Modeling of long-term memory and regime changes in Tehran Stock Exchange stock returns and asymmetric effects of oil market shocks on it
Subject Areas : Financial Knowledge of Securities AnalysisMojtaba Almasi 1 , Ali Falahati 2 , Shahram Fattahi 3 , Alireza Rostami 4
1 - Associate Professor of Economics, Razi University of Kermanshah. Kermanshah, Iran.
2 - Associate Professor of Economics, Razi University of Kermanshah. Kermanshah, Iran.
3 - Associate Professor of Economics, Razi University of Kermanshah. Kermanshah, Iran.
4 - Ph.D. Student of Economics, Razi University of Kermanshah.

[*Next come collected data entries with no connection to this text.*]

//! The i3 IPC wire format.
//!
//! Every message, in both directions, is
//!
//! | Bytes | Content                                  |
//! |-------|------------------------------------------|
//! | 6     | magic string `i3-ipc`                    |
//! | 4     | payload length (native byte order)       |
//! | 4     | message type (native byte order)         |
//! | n     | JSON payload                             |
//!
//! Replies carry the type of the request they answer.  Events have the
//! high bit of the type set.

use super::I3Error;
use crate::command::{CommandOutcome, Event};
use serde::Deserialize;
use std::io::{ErrorKind, Read, Write};

pub const MAGIC: &[u8; 6] = b"i3-ipc";
pub const HEADER_LEN: usize = 14;

/// Largest payload accepted from the peer.
pub const MAX_PAYLOAD_LEN: usize = 16 * 1024 * 1024;

pub const RUN_COMMAND: u32 = 0;
pub const GET_WORKSPACES: u32 = 1;
pub const SUBSCRIBE: u32 = 2;

pub const EVENT_MASK: u32 = 1 << 31;
pub const EVENT_WORKSPACE: u32 = EVENT_MASK;
pub const EVENT_BINDING: u32 = EVENT_MASK | 5;
pub const EVENT_SHUTDOWN: u32 = EVENT_MASK | 6;

/// Event names passed to `SUBSCRIBE`.
pub const SUBSCRIPTIONS: [&str; 3] = ["workspace", "binding", "shutdown"];

/// A decoded message.
#[derive(Debug, Clone, PartialEq, Eq)]
pub struct Message {
    pub msg_type: u32,
    pub payload: Vec<u8>,
}

impl Message {
    pub fn is_event(&self) -> bool {
        self.msg_type & EVENT_MASK != 0
    }
}

/// Encode one message.
pub fn encode(msg_type: u32, payload: &[u8]) -> Vec<u8> {
    let mut buf = Vec::with_capacity(HEADER_LEN + payload.len());
    buf.extend_from_slice(MAGIC);
    buf.extend_from_slice(&(payload.len() as u32).to_ne_bytes());
    buf.extend_from_slice(&msg_type.to_ne_bytes());
    buf.extend_from_slice(payload);
    buf
}

/// Write one message to `w`.
pub fn write_message<W: Write>(w: &mut W, msg_type: u32, payload: &[u8]) -> Result<(), I3Error> {
    w.write_all(&encode(msg_type, payload))
        .map_err(|e| I3Error(format!("write: {}", e)))
}

/// Read one message from `r`.
///
/// Returns `Ok(None)` when the peer closed the connection.  Payloads longer
/// than [`MAX_PAYLOAD_LEN`] are rejected before anything is allocated.
pub fn read_message<R: Read>(r: &mut R) -> Result<Option<Message>, I3Error> {
    let mut header = [0u8; HEADER_LEN];
    match r.read_exact(&mut header) {
        Ok(()) => {}
        Err(e) if e.kind() == ErrorKind::UnexpectedEof => return Ok(None),
        Err(e) => return Err(I3Error(format!("read: {}", e))),
    }
    if &header[..6] != MAGIC {
        return Err(I3Error(format!("bad magic: {:?}", &header[..6])));
    }
    let len = u32::from_ne_bytes([header[6], header[7], header[8], header[9]]) as usize;
    let msg_type = u32::from_ne_bytes([header[10], header[11], header[12], header[13]]);

    if len > MAX_PAYLOAD_LEN {
        return Err(I3Error(format!(
            "payload of {} bytes exceeds the {} byte limit",
            len, MAX_PAYLOAD_LEN
        )));
    }

    let mut payload = vec![0u8; len];
    r.read_exact(&mut payload)
        .map_err(|e| I3Error(format!("read payload: {}", e)))?;
    Ok(Some(Message { msg_type, payload }))
}

//  Minimal serde structs for the JSON we care about

/// One entry of a `RUN_COMMAND` reply.
#[derive(Deserialize)]
struct CommandReplyJson {
    success: bool,
    #[serde(default)]
    error: Option<String>,
}

/// Subset of one entry of a `GET_WORKSPACES` reply.
#[derive(Deserialize)]
struct WorkspaceJson {
    name: String,
    focused: bool,
}

#[derive(Deserialize)]
struct SubscribeReplyJson {
    success: bool,
}

#[derive(Deserialize)]
struct NodeJson {
    #[serde(default)]
    name: Option<String>,
}

#[derive(Deserialize)]
struct WorkspaceEventJson {
    change: String,
    #[serde(default)]
    current: Option<NodeJson>,
}

#[derive(Deserialize)]
struct BindingJson {
    command: String,
}

#[derive(Deserialize)]
struct BindingEventJson {
    change: String,
    binding: BindingJson,
}

fn parse<'a, T: Deserialize<'a>>(payload: &'a [u8]) -> Result<T, I3Error> {
    serde_json::from_slice(payload).map_err(|e| I3Error(format!("parse: {}", e)))
}

/// Decode a `RUN_COMMAND` reply.
pub fn parse_command_reply(payload: &[u8]) -> Result<Vec<CommandOutcome>, I3Error> {
    let replies: Vec<CommandReplyJson> = parse(payload)?;
    Ok(replies
        .into_iter()
        .map(|r| CommandOutcome {
            success: r.success,
            error: r.error,
        })
        .collect())
}

/// Decode a `GET_WORKSPACES` reply and return the focused workspace's name.
pub fn parse_focused_workspace(payload: &[u8]) -> Result<Option<String>, I3Error> {
    let workspaces: Vec<WorkspaceJson> = parse(payload)?;
    Ok(workspaces.into_iter().find(|w| w.focused).map(|w| w.name))
}

/// Decode a `SUBSCRIBE` reply.
pub fn parse_subscribe_reply(payload: &[u8]) -> Result<bool, I3Error> {
    let reply: SubscribeReplyJson = parse(payload)?;
    Ok(reply.success)
}

/// Translate an event message into an [`Event`].
///
/// Returns `Ok(None)` for events the daemon does not react to (other
/// workspace changes, unknown event types).
pub fn parse_event(msg_type: u32, payload: &[u8]) -> Result<Option<Event>, I3Error> {
    match msg_type {
        EVENT_WORKSPACE => {
            let ev: WorkspaceEventJson = parse(payload)?;
            if ev.change != "focus" {
                return Ok(None);
            }
            Ok(Some(Event::WorkspaceFocus {
                current: ev.current.and_then(|n| n.name),
            }))
        }
        EVENT_BINDING => {
            let ev: BindingEventJson = parse(payload)?;
            if ev.change != "run" {
                return Ok(None);
            }
            Ok(Some(Event::Binding {
                command: ev.binding.command,
            }))
        }
        EVENT_SHUTDOWN => Ok(Some(Event::Shutdown)),
        _ => Ok(None),
    }
}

Kermanshah, Iran.
Keywords: oil market shocks, regime change, long-term memory,
Abstract :
In this research, by presenting a completely new model at the national and international levels, a practical framework for accurately determining the shocks of foreign markets on stock returns has been provided; so that, using monthly data from 1998 to 2017 and the Markov Switching Fractionally Integrated Threshold GARCH (MS-FITGARCH) model attempts to investigate the oil price shocks on stock market returns and the comprehensive modeling of Heteroscedasticity characteristics, leverage effect, Volatility clustering, and long-term memory in the framework of various recession and expansion regimes of the stock market returns. In addition, the Dynamic Conditional Correlation-Fractionally Integrated Threshold GARCH (DCC-FITGARCH) model has been used to investigate the relationship between oil market and stock market fluctuations. The results of this study indicate the significance of the model's coefficients and the necessity of using the model introduced in the research to model the fluctuations of Tehran Stock Exchange. Based on the results, the regime one capture the recession conditions and the regime two capture the expansion conditions of Tehran Stock Exchange. The results of the MS-FITGARCH model indicate a significant positive effect of oil price shocks on the stock return average in the expansion regimes, so that the effects in the recession regime are not significant. Also, the results of the DCC-FITGARCH model are in line with the first model and represent a more positive conditional correlation between the fluctuations of the stock market and the oil market during the expansion economic periods.